Save on popular items from Amazon.


Do you believe in haunted houses?

Halloween brings haunted houses and spooky trail hikes. Cozy neighborhoods overflow with creepy Halloween inflatable figures and pun-sporting plastic gravestones. Shop windows fairly drip with spider webs, usually swinging from the bones of jaunty looking skeletons or eerie ghostly figures.

That sort of haunted humor is mostly aimed at making fun.

But do you believe homes can actually be haunted?

Some folks scoff at ghost stories, while others swear by such tales. 

We've all heard claims of creaks in the night, strange sights on the stairs, or mysterious faces in windows. Do such yarns hold true, or are they simply the stuff of silly scare tactics and late-night movies?

Here’s an intriguing question.

Would you consider purchasing a home, if you knew someone had died on the property? Would the nature of the death make a difference in your decision?

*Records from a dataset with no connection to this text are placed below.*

// ==========================================
// 订单履约后台 - 发注批次数据仓储
// ==========================================
// 红线: 批次号 = 同 (tenant, vendor, batch_date) 下最大号 + 1，不复用、不重排
// 并发: BEGIN IMMEDIATE 串行化编号；唯一约束冲突 / 忙锁时整体重试
// 红线: 只挂接本租户且尚未批次化的行；一行也挂不上时不留下空批次
// ==========================================

use crate::domain::types::{RowId, TenantId};
use crate::domain::vendor::{BatchAssignment, OrderBatch};
use crate::repository::error::{RepositoryError, RepositoryResult};
use crate::repository::sql_util::{build_id_in_sql, dedup_ids};
use chrono::{Local, NaiveDate};
use rusqlite::types::Value;
use rusqlite::{params, params_from_iter, Connection, OptionalExtension, TransactionBehavior};
use std::sync::{Arc, Mutex};
use std::time::Duration;
use tracing::{debug, info, warn};

const BATCH_COLUMNS: &str = "id, tenant_id, purchase_vendor_id, batch_number, batch_date, created_at";

/// 重试退避基数（毫秒）
const RETRY_BACKOFF_MS: u64 = 15;

fn map_batch(row: &rusqlite::Row<'_>) -> rusqlite::Result<OrderBatch> {
    Ok(OrderBatch {
        id: row.get(0)?,
        tenant_id: row.get(1)?,
        purchase_vendor_id: row.get(2)?,
        batch_number: row.get(3)?,
        batch_date: row.get(4)?,
        created_at: row.get(5)?,
    })
}

pub struct OrderBatchRepository {
    conn: Arc<Mutex<Connection>>,
}

impl OrderBatchRepository {
    pub fn new(db_path: &str) -> RepositoryResult<Self> {
        let conn = crate::db::open_sqlite_connection(db_path)
            .map_err(|e| RepositoryError::DatabaseConnectionError(e.to_string()))?;
        Ok(Self {
            conn: Arc::new(Mutex::new(conn)),
        })
    }

    pub fn from_connection(conn: Arc<Mutex<Connection>>) -> Self {
        Self { conn }
    }

    fn get_conn(&self) -> RepositoryResult<std::sync::MutexGuard<'_, Connection>> {
        self.conn
            .lock()
            .map_err(|e| RepositoryError::LockError(e.to_string()))
    }

    // ==========================================
    // 批次分配
    // ==========================================

    /// 分配发注批次（带冲突重试）
    ///
    /// # 参数
    /// - vendor_id: 采购供应商（必须属于该租户）
    /// - row_ids: 待挂接的订单行
    /// - batch_date: 批次日期（本地日历日）
    /// - max_retries: 冲突后的最大重试次数
    ///
    /// # 返回
    /// - Ok(BatchAssignment): 新批次 + 实际挂接的行
    /// - Err(NotFound): 供应商不存在，或没有任何可挂接的行
    /// - Err(RetryExhausted): 冲突重试耗尽
    pub fn assign_batch(
        &self,
        tenant_id: TenantId,
        vendor_id: i64,
        row_ids: &[RowId],
        batch_date: NaiveDate,
        max_retries: u32,
    ) -> RepositoryResult<BatchAssignment> {
        let row_ids = dedup_ids(row_ids);
        if row_ids.is_empty() {
            return Err(RepositoryError::ValidationError(
                "订单行 id 列表不能为空".to_string(),
            ));
        }

        let mut attempt: u32 = 0;
        loop {
            match self.try_assign(tenant_id, vendor_id, &row_ids, batch_date) {
                Ok((batch, linked_row_ids)) => {
                    info!(
                        tenant_id,
                        vendor_id,
                        batch_number = batch.batch_number,
                        batch_date = %batch.batch_date,
                        linked = linked_row_ids.len(),
                        retries = attempt,
                        "发注批次已分配"
                    );
                    return Ok(BatchAssignment {
                        batch,
                        linked_row_ids,
                        retries: attempt,
                    });
                }
                Err(e) if e.is_retryable() && attempt < max_retries => {
                    attempt += 1;
                    warn!(
                        tenant_id,
                        vendor_id,
                        attempt,
                        error = %e,
                        "批次编号冲突，重试"
                    );
                    std::thread::sleep(Duration::from_millis(RETRY_BACKOFF_MS * attempt as u64));
                }
                Err(e) if e.is_retryable() => {
                    return Err(RepositoryError::RetryExhausted {
                        operation: "assign_batch".to_string(),
                        attempts: attempt + 1,
                        last_error: e.to_string(),
                    });
                }
                Err(e) => return Err(e),
            }
        }
    }

    /// 单次分配尝试（一个 IMMEDIATE 事务）
    fn try_assign(
        &self,
        tenant_id: TenantId,
        vendor_id: i64,
        row_ids: &[RowId],
        batch_date: NaiveDate,
    ) -> RepositoryResult<(OrderBatch, Vec<RowId>)> {
        let mut conn = self.get_conn()?;
        let tx = conn.transaction_with_behavior(TransactionBehavior::Immediate)?;

        let vendor_exists: bool = tx
            .query_row(
                "SELECT 1 FROM purchase_vendor WHERE tenant_id = ?1 AND id = ?2",
                params![tenant_id, vendor_id],
                |_row| Ok(true),
            )
            .optional()?
            .unwrap_or(false);
        if !vendor_exists {
            return Err(RepositoryError::not_found("purchase_vendor", vendor_id));
        }

        let next_number: i64 = tx.query_row(
            r#"
            SELECT COALESCE(MAX(batch_number), 0) + 1 FROM order_batch
            WHERE tenant_id = ?1 AND purchase_vendor_id = ?2 AND batch_date = ?3
            "#,
            params![tenant_id, vendor_id, batch_date],
            |row| row.get(0),
        )?;

        let created_at = Local::now().naive_local();
        tx.execute(
            r#"
            INSERT INTO order_batch (tenant_id, purchase_vendor_id, batch_number, batch_date, created_at)
            VALUES (?1, ?2, ?3, ?4, ?5)
            "#,
            params![tenant_id, vendor_id, next_number, batch_date, created_at],
        )?;
        let batch_id = tx.last_insert_rowid();

        let (sql, values) = build_id_in_sql(
            r#"
            UPDATE order_row
            SET order_batch_id = ?,
                purchase_vendor_id = COALESCE(purchase_vendor_id, ?),
                is_ordered = 1,
                updated_at = ?
            WHERE tenant_id = ? AND order_batch_id IS NULL
            "#,
            vec![
                Value::Integer(batch_id),
                Value::Integer(vendor_id),
                Value::Text(created_at.format("%Y-%m-%d %H:%M:%S%.f").to_string()),
                Value::Integer(tenant_id),
            ],
            "id",
            row_ids,
            "RETURNING id",
        );
        let mut linked: Vec<RowId> = {
            let mut stmt = tx.prepare(&sql)?;
            let ids = stmt
                .query_map(params_from_iter(values.iter()), |row| row.get::<_, i64>(0))?
                .collect::<Result<Vec<_>, _>>()?;
            ids
        };

        if linked.is_empty() {
            // 事务随 tx 丢弃回滚，不留下空批次
            return Err(RepositoryError::not_found(
                "order_row",
                format!("{} 个未挂批次的行", row_ids.len()),
            ));
        }
        linked.sort_unstable();

        tx.commit()?;
        debug!(batch_id, next_number, "批次事务已提交");

        Ok((
            OrderBatch {
                id: batch_id,
                tenant_id,
                purchase_vendor_id: vendor_id,
                batch_number: next_number,
                batch_date,
                created_at,
            },
            linked,
        ))
    }

    // ==========================================
    // 查询
    // ==========================================

    pub fn find_by_id(&self, tenant_id: TenantId, id: i64) -> RepositoryResult<Option<OrderBatch>> {
        let conn = self.get_conn()?;
        let batch = conn
            .query_row(
                &format!(
                    "SELECT {} FROM order_batch WHERE tenant_id = ?1 AND id = ?2",
                    BATCH_COLUMNS
                ),
                params![tenant_id, id],
                map_batch,
            )
            .optional()?;
        Ok(batch)
    }

    /// 列出某供应商的批次（可选限定日期），按日期、批次号升序
    pub fn list_for_vendor(
        &self,
        tenant_id: TenantId,
        vendor_id: i64,
        batch_date: Option<NaiveDate>,
    ) -> RepositoryResult<Vec<OrderBatch>> {
        let conn = self.get_conn()?;
        let mut sql = format!(
            "SELECT {} FROM order_batch WHERE tenant_id = ?1 AND purchase_vendor_id = ?2",
            BATCH_COLUMNS
        );
        if batch_date.is_some() {
            sql.push_str(" AND batch_date = ?3");
        }
        sql.push_str(" ORDER BY batch_date, batch_number");

        let mut stmt = conn.prepare(&sql)?;
        let batches = match batch_date {
            Some(date) => stmt
                .query_map(params![tenant_id, vendor_id, date], map_batch)?
                .collect::<Result<Vec<_>, _>>()?,
            None => stmt
                .query_map(params![tenant_id, vendor_id], map_batch)?
                .collect::<Result<Vec<_>, _>>()?,
        };
        Ok(batches)
    }
}

#[cfg(test)]
mod tests {
    use super::*;

    fn setup() -> (OrderBatchRepository, Arc<Mutex<Connection>>) {
        let conn = Connection::open_in_memory().unwrap();
        crate::db::ensure_schema(&conn).unwrap();
        conn.execute_batch(
            r#"
            INSERT INTO tenant (id, name) VALUES (1, 'a'), (2, 'b');
            INSERT INTO purchase_vendor (id, tenant_id, name, created_at)
                VALUES (10, 1, 'V1', '2025-01-01 00:00:00'),
                       (11, 1, 'V2', '2025-01-01 00:00:00'),
                       (20, 2, 'V1', '2025-01-01 00:00:00');
            INSERT INTO order_upload (upload_id, tenant_id, file_name, row_count, header_row_index, created_at)
                VALUES ('u1', 1, 'f.csv', 4, 0, '2025-01-01 00:00:00');
            INSERT INTO order_row (id, upload_id, tenant_id, fields, created_at, updated_at) VALUES
                (1, 'u1', 1, '{}', '2025-01-01 00:00:00', '2025-01-01 00:00:00'),
                (2, 'u1', 1, '{}', '2025-01-01 00:00:00', '2025-01-01 00:00:00'),
                (3, 'u1', 1, '{}', '2025-01-01 00:00:00', '2025-01-01 00:00:00'),
                (4, 'u1', 1, '{}', '2025-01-01 00:00:00', '2025-01-01 00:00:00');
            "#,
        )
        .unwrap();
        let conn = Arc::new(Mutex::new(conn));
        (OrderBatchRepository::from_connection(conn.clone()), conn)
    }

    fn day() -> NaiveDate {
        NaiveDate::from_ymd_opt(2025, 1, 20).unwrap()
    }

    #[test]
    fn test_numbers_increase_per_vendor_per_day() {
        let (repo, _) = setup();

        let first = repo.assign_batch(1, 10, &[1], day(), 3).unwrap();
        let second = repo.assign_batch(1, 10, &[2], day(), 3).unwrap();
        let other_vendor = repo.assign_batch(1, 11, &[3], day(), 3).unwrap();
        let next_day = repo
            .assign_batch(1, 10, &[4], day().succ_opt().unwrap(), 3)
            .unwrap();

        assert_eq!(first.batch.batch_number, 1);
        assert_eq!(second.batch.batch_number, 2);
        assert_eq!(other_vendor.batch.batch_number, 1);
        assert_eq!(next_day.batch.batch_number, 1);
    }

    #[test]
    fn test_already_batched_rows_are_not_relinked() {
        let (repo, _) = setup();
        let first = repo.assign_batch(1, 10, &[1, 2], day(), 3).unwrap();
        let second = repo.assign_batch(1, 10, &[2, 3], day(), 3).unwrap();

        assert_eq!(first.linked_row_ids, vec![1, 2]);
        assert_eq!(second.linked_row_ids, vec![3]);
    }

    #[test]
    fn test_no_linkable_rows_leaves_no_batch() {
        let (repo, conn) = setup();
        repo.assign_batch(1, 10, &[1], day(), 3).unwrap();

        let result = repo.assign_batch(1, 10, &[1, 999], day(), 3);
        assert!(matches!(result, Err(RepositoryError::NotFound { .. })));

        let count: i64 = conn
            .lock()
            .unwrap()
            .query_row("SELECT COUNT(*) FROM order_batch", [], |r| r.get(0))
            .unwrap();
        assert_eq!(count, 1);
    }

    #[test]
    fn test_foreign_vendor_is_not_found() {
        let (repo, _) = setup();
        let result = repo.assign_batch(1, 20, &[1], day(), 3);
        assert!(matches!(result, Err(RepositoryError::NotFound { .. })));
    }

    #[test]
    fn test_list_for_vendor() {
        let (repo, _) = setup();
        repo.assign_batch(1, 10, &[1], day(), 3).unwrap();
        repo.assign_batch(1, 10, &[2], day(), 3).unwrap();

        let batches = repo.list_for_vendor(1, 10, Some(day())).unwrap();
        let numbers: Vec<i64> = batches.iter().map(|b| b.batch_number).collect();
        assert_eq!(numbers, vec![1, 2]);
        assert!(repo.list_for_vendor(2, 10, None).unwrap().is_empty());
    }
}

News stories circulated this week in spots like USA Today and Fox 32 News Chicago, touting a service called Died in House. For about 12 bucks, you can enter just about any valid U.S. street address to research whether any person has ever perished on that property.

Of course, you could also run or request searches of city public records, real estate transactions, and police reports. Then you’d likely have to cross-check against local obituaries.

Or you could ask a few long-time neighbors.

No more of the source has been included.